Kacır sözlerini şöyle tamamladı: “SAHA İstanbul’un bu liderlik okulundan bu alanda liderlik edecek, yöneticilik yapacak insanlar yetişecek. Katılımcıların bakış açılarının değiştiği ve Türkiye’nin geleceğine dair motivasyon kazandıkları bir program olacak.”
“SAHA İstanbul sadece işbirliği yapmıyor birlikte iş yapıyor”
SAHA İstanbul’un savunma sanayi firmalarının büyük bölümünü, üniversitelerin, 20’den fazla şehirden sanayicilerin içinde olduğu bir yapı olduğunu hatırlatan TÜBİTAK Başkanı Hasan Mandal son dönemde savunma sanayinde elde edilen başarının diğer sektörlerde de örnek olduğunu ifade etti
Ülkemizin bölgesel güç olmasındaki en önemli unsurun savunma sanayindeki gücümüz olduğunu söyleyen Mandal, “Bu sürecin sadece bir mühendislik alanı, araştırma süreci olmadığı, süreçte yönetim mekanizmasının da etkin olduğu ortaya çıkmıştır” dedi.
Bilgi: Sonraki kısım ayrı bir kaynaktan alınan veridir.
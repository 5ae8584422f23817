//! Install (C12): resolve each target's closure, snapshot every
//! non-dev/non-project space it reaches, and persist the lock.

use std::collections::{BTreeMap, HashSet};
use std::path::{Path, PathBuf};
use std::time::Duration;

use asp_closure::{build_closure, Closure, Registry};
use asp_lock::{
    acquire_lock, assemble_target, from_json_str, pinned_spaces_for_install, to_json_string, validate, LockDocument,
    LockedSpace, LockedTarget, RegistryRef, LOCKFILE_VERSION, RESOLVER_VERSION,
};
use asp_store::AspHome;
use asp_types::{CommitSha, Integrity, SpaceId, SpaceKey, Target};

use crate::cancel::CancellationToken;
use crate::concurrency::{default_concurrency, parallel_map};
use crate::error::CoreError;

const LOCK_ACQUIRE_TIMEOUT: Duration = Duration::from_secs(30);

pub struct InstallInput<'a> {
    pub lock_path: &'a Path,
    pub targets: &'a BTreeMap<String, Target>,
    /// `None` installs every target in the project manifest.
    pub target_names: Option<&'a [String]>,
    pub update: bool,
    pub upgrade_ids: Option<&'a HashSet<SpaceId>>,
    pub registry_url: String,
}

/// Reads the lock at `lock_path` if present; a missing file is not an
/// error (first install of a project).
pub fn read_existing_lock(lock_path: &Path) -> Result<Option<LockDocument>, CoreError> {
    if !lock_path.is_file() {
        return Ok(None);
    }
    let text = std::fs::read_to_string(lock_path).map_err(|e| CoreError::io(lock_path.display(), e))?;
    let doc = from_json_str(&text).map_err(CoreError::LockSerialize)?;
    Ok(Some(doc))
}

fn advisory_lock_path(lock_path: &Path) -> PathBuf {
    lock_path.with_extension("lock")
}

pub async fn install(
    home: &AspHome,
    registry: &Registry,
    input: InstallInput<'_>,
    cancel: &CancellationToken,
) -> Result<LockDocument, CoreError> {
    cancel.check()?;
    let guard = acquire_lock(&advisory_lock_path(input.lock_path), LOCK_ACQUIRE_TIMEOUT)?;

    let old_lock = read_existing_lock(input.lock_path)?;

    let selected: Vec<String> = match input.target_names {
        Some(names) => names.to_vec(),
        None => input.targets.keys().cloned().collect(),
    };

    let mut spaces: BTreeMap<SpaceKey, LockedSpace> = old_lock.as_ref().map(|l| l.spaces.clone()).unwrap_or_default();
    let mut targets_out: BTreeMap<String, LockedTarget> = old_lock.as_ref().map(|l| l.targets.clone()).unwrap_or_default();

    for target_name in &selected {
        cancel.check()?;
        let target = input.targets.get(target_name).ok_or_else(|| CoreError::UnknownTarget { target: target_name.clone() })?;

        let pinned = pinned_spaces_for_install(old_lock.as_ref(), target_name, input.update, input.upgrade_ids);
        let closure = build_closure(registry, &target.compose, Some(&pinned))
            .map_err(|source| CoreError::Closure { target: target_name.clone(), source })?;

        cancel.check()?;
        let integrities = snapshot_closure(home, &registry.git, &closure, default_concurrency()).await?;

        let (locked_target, locked_spaces) = assemble_target(&target.compose, &closure, &integrities);
        spaces.extend(locked_spaces);
        targets_out.insert(target_name.clone(), locked_target);
    }

    let doc = LockDocument {
        lockfile_version: LOCKFILE_VERSION,
        resolver_version: RESOLVER_VERSION,
        generated_at: chrono::Utc::now(),
        registry: RegistryRef { kind: "git".to_string(), url: input.registry_url, default_branch: None },
        spaces,
        targets: targets_out,
    };
    validate(&doc)?;

    let text = to_json_string(&doc)?;
    write_lock_atomically(home, input.lock_path, &text)?;
    drop(guard);
    Ok(doc)
}

/// Creates a store snapshot (hash + extract) for every content-addressed
/// key the closure reaches, `default_concurrency()`-wide in parallel.
/// `dev`/`project` keys never need a snapshot: their integrity is fixed
/// by `assemble_target` itself.
async fn snapshot_closure(
    home: &AspHome,
    git: &asp_git::GitAdapter,
    closure: &Closure,
    cap: usize,
) -> Result<BTreeMap<SpaceKey, Integrity>, CoreError> {
    let sha_keys: Vec<SpaceKey> = closure
        .resolved
        .keys()
        .filter(|key| matches!(key.commit, CommitSha::Sha(_)))
        .cloned()
        .collect();

    let home = home.clone();
    let git = git.clone();
    let pairs = parallel_map(sha_keys, cap, move |key| {
        let rel = format!("spaces/{}", key.id);
        let (integrity, _dir) = asp_store::create_snapshot(&home, &git, &key.id, key.commit.as_str(), &rel)
            .map_err(|source| CoreError::Store { space_id: key.id.to_string(), commit: key.commit.to_string(), source })?;
        Ok((key, integrity))
    })
    .await?;

    Ok(pairs.into_iter().collect())
}

/// Stages the rendered lock JSON next to the destination and renames it
/// into place, matching the store's own stage-and-rename discipline.
fn write_lock_atomically(home: &AspHome, lock_path: &Path, text: &str) -> Result<(), CoreError> {
    home.ensure_dirs().map_err(|e| CoreError::io(home.root().display(), e))?;
    if let Some(parent) = lock_path.parent() {
        std::fs::create_dir_all(parent).map_err(|e| CoreError::io(parent.display(), e))?;
    }
    let staging = home.tmp_dir().join(format!("lock-{}.json", std::process::id()));
    std::fs::write(&staging, text).map_err(|e| CoreError::io(staging.display(), e))?;
    std::fs::rename(&staging, lock_path).map_err(|e| CoreError::io(lock_path.display(), e))?;
    Ok(())
}

#[cfg(test)]
mod tests {
    use super::*;
    use asp_closure::Registry;
    use asp_git::GitAdapter;

    fn write_space(dir: &Path, id: &str) {
        let space_dir = dir.join("spaces").join(id);
        std::fs::create_dir_all(&space_dir).unwrap();
        std::fs::write(space_dir.join("space.toml"), format!("schema = 1\nid = \"{id}\"\nversion = \"1.0.0\"\n")).unwrap();
    }

    #[tokio::test]
    async fn installs_a_single_dev_target_and_persists_a_lock() {
        let project = tempfile::tempdir().unwrap();
        write_space(project.path(), "base");
        let home = AspHome::new(tempfile::tempdir().unwrap().path());
        let registry = Registry::new(GitAdapter::new(project.path()), project.path());

        let mut targets = BTreeMap::new();
        targets.insert("default".to_string(), Target { compose: vec!["space:base@dev".to_string()], description: None });

        let lock_path = project.path().join("asp-lock.json");
        let input = InstallInput {
            lock_path: &lock_path,
            targets: &targets,
            target_names: None,
            update: false,
            upgrade_ids: None,
            registry_url: "https://example.invalid/registry".to_string(),
        };

        let cancel = CancellationToken::new();
        let doc = install(&home, &registry, input, &cancel).await.unwrap();
        assert!(lock_path.is_file());
        assert_eq!(doc.targets["default"].load_order.len(), 1);
    }
}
SAHA İstanbul kendisiyle gurur duyması gerektiğine belirten Mandal, “SAHA İstanbul sadece işbirliği yapmıyor, birlikte iş yapıyor. Bu ülkemizde ve dünyada henüz tam oturmuş bir kavram değil. Savunma sanayi bunu çok iyi biliyor ama pek çok sektörde işbirliği yapılıyor ancak bu bir sisteme dönüşmediğinde burada bir başarı yok. Önemli olan işbirliği değil birlikte başarmak. Savunma sanayiindeki pek çok başarının arkasında SAHA İstanbul paydaşları var” diye konuştu.
Açılış konuşmalarının ardından Wharton Business School’dan Prof. Dr. Michael Useem ilk dersini gerçekleştirdi. Öğrencilerin interaktif katılım sağladığı derste liderliğin ayrıntıları ve liderlerin özellikleri konuşuldu. Useem’in dünyadan ünlü CEO örnekleriyle anlattığı ilk derste, katılımcılara vizyon kazandıracak bilgiler paylaşıldı.